**Problem**: Show that all horses are of the same color.

**“Solution”**: We will show, by induction, that for any set of $ n$ horses, every horse in that set has the same color. Suppose $ n=1$, this is obviously true. Now suppose for all sets of $ n$ horses, every horse in the set has the same color. Consider any set $ H$ of $ n+1$ horses. We may pick a horse at random, $ h_1 \in H$, and remove it from the set, getting a set of $ n$ horses. By the inductive hypothesis, all of the $ n$ remaining horses are the same color.

On the other hand, if we remove a different horse $ h_2 \in H$, we again get a set of $ n$ horses which are all the same color. Let us call this color “brown,” just to give it a name. In particular, $ h_1$ is brown. But when we removed $ h_1$, we got that all the remaining horses had the same color as $ h_2$. So $ h_2$ must also be brown. Hence, all horses in $ H$ are brown.
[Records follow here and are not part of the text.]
//! # Auto-Sync Agent
//!
//! Background task that replays the offline queue when connectivity returns.
//!
//! ```text
//!   NetworkMonitor ──watch──► AutoSync task
//!                               │
//!                               ├─ any change      → controller.refresh()
//!                               └─ Offline→Online  → controller.sync_cart()
//!
//!   AutoSyncHandle::shutdown() ──mpsc──► task exits
//! ```
//!
//! Staying online does not trigger repeated syncs; callers that want a sync
//! at startup call `sync_cart()` themselves.

use tokio::sync::{mpsc, watch};
use tokio::task::JoinHandle;
use tracing::{debug, info, warn};

use crate::controller::CartSyncController;
use crate::error::{SyncError, SyncResult};
use crate::network::NetworkStatus;

/// Handle for the running auto-sync task.
pub struct AutoSyncHandle {
    shutdown_tx: mpsc::Sender<()>,
    task: JoinHandle<()>,
}

impl AutoSyncHandle {
    /// Stops the task and waits for it to exit. A sync already in progress
    /// finishes first.
    pub async fn shutdown(self) -> SyncResult<()> {
        self.shutdown_tx
            .send(())
            .await
            .map_err(|_| SyncError::ChannelError("Shutdown channel closed".into()))?;
        self.task
            .await
            .map_err(|e| SyncError::Internal(format!("Auto-sync task failed: {e}")))
    }
}

pub struct AutoSync;

impl AutoSync {
    /// Spawns the agent on the current runtime.
    pub fn spawn(controller: CartSyncController) -> AutoSyncHandle {
        let (shutdown_tx, shutdown_rx) = mpsc::channel(1);
        // Subscribe before spawning so no transition is missed
        let mut network_rx = controller.network().subscribe();
        let initial = *network_rx.borrow_and_update();
        let task = tokio::spawn(Self::run(controller, initial, network_rx, shutdown_rx));
        AutoSyncHandle { shutdown_tx, task }
    }

    async fn run(
        controller: CartSyncController,
        initial: NetworkStatus,
        mut network_rx: watch::Receiver<NetworkStatus>,
        mut shutdown_rx: mpsc::Receiver<()>,
    ) {
        info!("Auto-sync agent starting");

        let mut last = initial;

        loop {
            tokio::select! {
                changed = network_rx.changed() => {
                    if changed.is_err() {
                        warn!("Network monitor dropped");
                        break;
                    }

                    let current = *network_rx.borrow_and_update();
                    let came_online =
                        last == NetworkStatus::Offline && current == NetworkStatus::Online;
                    last = current;

                    controller.refresh().await;

                    if came_online {
                        info!("Back online, syncing cart");
                        let synced = controller.sync_cart().await;
                        debug!(synced, "Auto-sync pass finished");
                    }
                }

                _ = shutdown_rx.recv() => {
                    info!("Auto-sync agent shutting down");
                    break;
                }
            }
        }

        info!("Auto-sync agent stopped");
    }
}

#[cfg(test)]
mod tests {
    use super::*;
    use crate::config::SyncSettings;
    use crate::network::NetworkMonitor;
    use crate::testing::MockCartApi;
    use rewardcart_core::CartOperation;
    use rewardcart_db::{Database, DbConfig};
    use std::sync::Arc;
    use std::time::Duration;

    async fn controller() -> (CartSyncController, Arc<MockCartApi>) {
        let db = Database::new(DbConfig::in_memory()).await.unwrap();
        let api = Arc::new(MockCartApi::new());
        let controller = CartSyncController::new(
            db,
            api.clone(),
            NetworkMonitor::new(NetworkStatus::Offline),
            &SyncSettings::default(),
        );
        controller
            .enqueue(CartOperation::ApplyCoupon {
                code: "SAVE10".into(),
            })
            .await
            .unwrap();
        (controller, api)
    }

    async fn wait_until_drained(controller: &CartSyncController) {
        tokio::time::timeout(Duration::from_secs(5), async {
            while controller.state().await.pending_operations > 0 {
                tokio::time::sleep(Duration::from_millis(10)).await;
            }
        })
        .await
        .expect("queue was not drained");
    }

    #[tokio::test]
    async fn test_coming_online_triggers_sync() {
        let (controller, api) = controller().await;
        let handle = AutoSync::spawn(controller.clone());

        controller.network().set_status(NetworkStatus::Online);
        wait_until_drained(&controller).await;

        assert_eq!(api.applied().len(), 1);
        assert!(controller.state().await.is_online);
        handle.shutdown().await.unwrap();
    }

    #[tokio::test]
    async fn test_no_sync_after_shutdown() {
        let (controller, api) = controller().await;
        let handle = AutoSync::spawn(controller.clone());
        handle.shutdown().await.unwrap();

        controller.network().set_status(NetworkStatus::Online);
        tokio::time::sleep(Duration::from_millis(50)).await;

        assert!(api.applied().is_empty());
        assert_eq!(controller.state().await.pending_operations, 1);
    }
}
**Explanation**: The argument here is valid for almost all $ n$. For large $ n$, it is a very natural argument that follows from the inductive hypothesis. However, it fails for $ n=2$ (and this is the only time it fails). By having only two horses, we cannot conclude that the removed horses have the same color, because there aren’t any horses remaining in $ H$ to apply the transitivity of “having the same color as.”

This false proof highlights the danger of neglecting the base case of an inductive argument. Here the true base case was not $ n=1$, but rather $ n=2$. Since the base case is false, we should have prudently stopped our argument there before embarrassing ourselves.